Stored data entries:
// Tool descriptors, the handler contract, and the registry that binds them

use crate::schema::{InputSchema, SchemaError, ValueType};
use serde::{Deserialize, Serialize};
use serde_json::{Map, Value};
use std::collections::HashMap;
use std::sync::Arc;

/// Public description of a tool, as returned by `list_tools`
#[derive(Debug, Clone, PartialEq, Serialize, Deserialize)]
#[serde(rename_all = "camelCase")]
pub struct ToolDescriptor {
    pub name: String,
    pub description: String,
    pub input_schema: InputSchema,
    /// Set for tools that page through results with cursors
    #[serde(skip)]
    pub pagination: Option<Pagination>,
}

impl ToolDescriptor {
    pub fn new(name: &str, description: &str, input_schema: InputSchema) -> Self {
        Self {
            name: name.to_string(),
            description: description.to_string(),
            input_schema,
            pagination: None,
        }
    }

    pub fn paginated(mut self, pagination: Pagination) -> Self {
        self.pagination = Some(pagination);
        self
    }

    pub fn is_paginated(&self) -> bool {
        self.pagination.is_some()
    }

    /// Verify the descriptor can be served
    pub fn check(&self) -> Result<(), RegistryError> {
        self.input_schema
            .check()
            .map_err(|source| RegistryError::InvalidSchema {
                tool: self.name.clone(),
                source,
            })?;

        if let Some(pagination) = &self.pagination {
            let cursor = self.input_schema.properties.get(&pagination.cursor_field);
            if cursor.map(|p| p.value_type) != Some(ValueType::String) {
                return Err(RegistryError::InvalidPagination {
                    tool: self.name.clone(),
                    field: pagination.cursor_field.clone(),
                });
            }
            if let Some(size_field) = &pagination.page_size_field {
                if !self.input_schema.properties.contains_key(size_field) {
                    return Err(RegistryError::InvalidPagination {
                        tool: self.name.clone(),
                        field: size_field.clone(),
                    });
                }
            }
        }

        Ok(())
    }
}

/// Which arguments carry pagination state rather than the query itself
#[derive(Debug, Clone, PartialEq, Eq)]
pub struct Pagination {
    pub cursor_field: String,
    pub page_size_field: Option<String>,
}

impl Pagination {
    pub fn new(cursor_field: &str) -> Self {
        Self {
            cursor_field: cursor_field.to_string(),
            page_size_field: None,
        }
    }

    pub fn page_size(mut self, field: &str) -> Self {
        self.page_size_field = Some(field.to_string());
        self
    }

    /// True for arguments that do not identify the query
    pub fn is_paging_field(&self, name: &str) -> bool {
        name == self.cursor_field || self.page_size_field.as_deref() == Some(name)
    }
}

/// Where a paginated handler should resume
#[derive(Debug, Clone, Copy, PartialEq, Eq)]
pub struct PageRequest {
    pub offset: u64,
}

/// One page of a listing
#[derive(Debug, Clone, PartialEq)]
pub struct Page {
    pub items: Vec<Value>,
    /// Offset of the next page, `None` once the listing is exhausted
    pub next_offset: Option<u64>,
    pub total: u64,
}

/// What a handler hands back to the dispatcher
#[derive(Debug, Clone, PartialEq)]
pub enum ToolOutput {
    Value(Value),
    Page(Page),
}

/// Handler-side failures.
///
/// `Internal` causes are logged by the dispatcher and never sent to clients.
#[derive(Debug, thiserror::Error)]
pub enum ToolError {
    #[error("not found: {0}")]
    NotFound(String),

    #[error("invalid argument {field}: {reason}")]
    InvalidArgument { field: String, reason: String },

    #[error(transparent)]
    Internal(#[from] anyhow::Error),
}

/// Executable side of a tool.
///
/// Arguments arrive validated with defaults applied. Handlers are expected to
/// keep their payloads compact; nothing downstream truncates them.
#[async_trait::async_trait]
pub trait ToolHandler: Send + Sync {
    /// `page` is `Some` exactly when the tool is registered as paginated
    async fn call(
        &self,
        arguments: Map<String, Value>,
        page: Option<PageRequest>,
    ) -> Result<ToolOutput, ToolError>;
}

/// A descriptor and its handler
#[derive(Clone)]
pub struct RegisteredTool {
    pub descriptor: ToolDescriptor,
    pub handler: Arc<dyn ToolHandler>,
}

#[derive(Debug, thiserror::Error)]
pub enum RegistryError {
    #[error("tool '{0}' is already registered")]
    DuplicateName(String),

    #[error("tool '{tool}' has an invalid input schema: {source}")]
    InvalidSchema {
        tool: String,
        #[source]
        source: SchemaError,
    },

    #[error("tool '{tool}' pages with undeclared or non-string field '{field}'")]
    InvalidPagination { tool: String, field: String },
}

/// Ordered tool registry.
///
/// Populated at startup through `&mut self`; once moved behind an `Arc` into
/// the dispatcher it can only be read.
pub struct ToolRegistry {
    tools: Vec<RegisteredTool>,
    by_name: HashMap<String, usize>,
}

impl ToolRegistry {
    pub fn new() -> Self {
        Self {
            tools: Vec::new(),
            by_name: HashMap::new(),
        }
    }

    /// Register a tool
    pub fn register(
        &mut self,
        descriptor: ToolDescriptor,
        handler: Arc<dyn ToolHandler>,
    ) -> Result<(), RegistryError> {
        if self.by_name.contains_key(&descriptor.name) {
            return Err(RegistryError::DuplicateName(descriptor.name));
        }
        descriptor.check()?;

        tracing::debug!(tool = %descriptor.name, "Registered tool");
        self.by_name.insert(descriptor.name.clone(), self.tools.len());
        self.tools.push(RegisteredTool { descriptor, handler });
        Ok(())
    }

    /// Descriptors in registration order
    pub fn list(&self) -> Vec<ToolDescriptor> {
        self.tools.iter().map(|t| t.descriptor.clone()).collect()
    }

    /// Get a tool by name
    pub fn resolve(&self, name: &str) -> Option<&RegisteredTool> {
        self.by_name.get(name).map(|&idx| &self.tools[idx])
    }

    pub fn contains(&self, name: &str) -> bool {
        self.by_name.contains_key(name)
    }

    pub fn len(&self) -> usize {
        self.tools.len()
    }

    pub fn is_empty(&self) -> bool {
        self.tools.is_empty()
    }
}

impl Default for ToolRegistry {
    fn default() -> Self {
        Self::new()
    }
}

#[cfg(test)]
mod tests {
    use super::*;
    use crate::schema::PropertySchema;

    struct Echo;

    #[async_trait::async_trait]
    impl ToolHandler for Echo {
        async fn call(
            &self,
            arguments: Map<String, Value>,
            _page: Option<PageRequest>,
        ) -> Result<ToolOutput, ToolError> {
            Ok(ToolOutput::Value(Value::Object(arguments)))
        }
    }

    fn descriptor(name: &str) -> ToolDescriptor {
        ToolDescriptor::new(name, "Echo arguments", InputSchema::object())
    }

    #[test]
    fn test_list_keeps_registration_order() {
        let mut registry = ToolRegistry::new();
        for name in ["zeta", "alpha", "mid"] {
            registry.register(descriptor(name), Arc::new(Echo)).unwrap();
        }

        let names: Vec<_> = registry.list().into_iter().map(|d| d.name).collect();
        assert_eq!(names, vec!["zeta", "alpha", "mid"]);
        assert_eq!(registry.len(), 3);
    }

    #[test]
    fn test_duplicate_name_rejected() {
        let mut registry = ToolRegistry::new();
        registry.register(descriptor("echo"), Arc::new(Echo)).unwrap();
        let err = registry.register(descriptor("echo"), Arc::new(Echo)).unwrap_err();
        assert!(matches!(err, RegistryError::DuplicateName(name) if name == "echo"));
        assert_eq!(registry.len(), 1);
    }

    #[test]
    fn test_resolve() {
        let mut registry = ToolRegistry::new();
        registry.register(descriptor("echo"), Arc::new(Echo)).unwrap();
        assert_eq!(registry.resolve("echo").unwrap().descriptor.name, "echo");
        assert!(registry.resolve("nope").is_none());
    }

    #[test]
    fn test_invalid_schema_rejected() {
        let mut schema = InputSchema::object();
        schema.required.push("ghost".to_string());

        let mut registry = ToolRegistry::new();
        let err = registry
            .register(ToolDescriptor::new("bad", "Bad", schema), Arc::new(Echo))
            .unwrap_err();
        assert!(matches!(err, RegistryError::InvalidSchema { .. }));
        assert!(registry.is_empty());
    }

    #[test]
    fn test_pagination_requires_string_cursor_property() {
        let mut registry = ToolRegistry::new();
        let err = registry
            .register(
                descriptor("list").paginated(Pagination::new("cursor")),
                Arc::new(Echo),
            )
            .unwrap_err();
        assert!(matches!(err, RegistryError::InvalidPagination { .. }));

        let schema = InputSchema::object()
            .property("cursor", PropertySchema::string("Cursor"))
            .property("limit", PropertySchema::integer("Page size"));
        registry
            .register(
                ToolDescriptor::new("list", "List", schema)
                    .paginated(Pagination::new("cursor").page_size("limit")),
                Arc::new(Echo),
            )
            .unwrap();
    }

    #[test]
    fn test_descriptor_wire_shape() {
        let json = serde_json::to_value(
            descriptor("echo").paginated(Pagination::new("cursor")),
        )
        .unwrap();
        assert_eq!(json["name"], "echo");
        assert_eq!(json["description"], "Echo arguments");
        assert_eq!(json["inputSchema"]["type"], "object");
        assert!(json.get("pagination").is_none());
        assert_eq!(json.as_object().unwrap().len(), 3);
    }
}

Your objective: Every line that contains the string "with" should be copied from the entries.

Written solution:
    /// Set for tools that page through results with cursors
/// Arguments arrive validated with defaults applied. Handlers are expected to
    #[error("tool '{tool}' pages with undeclared or non-string field '{field}'")]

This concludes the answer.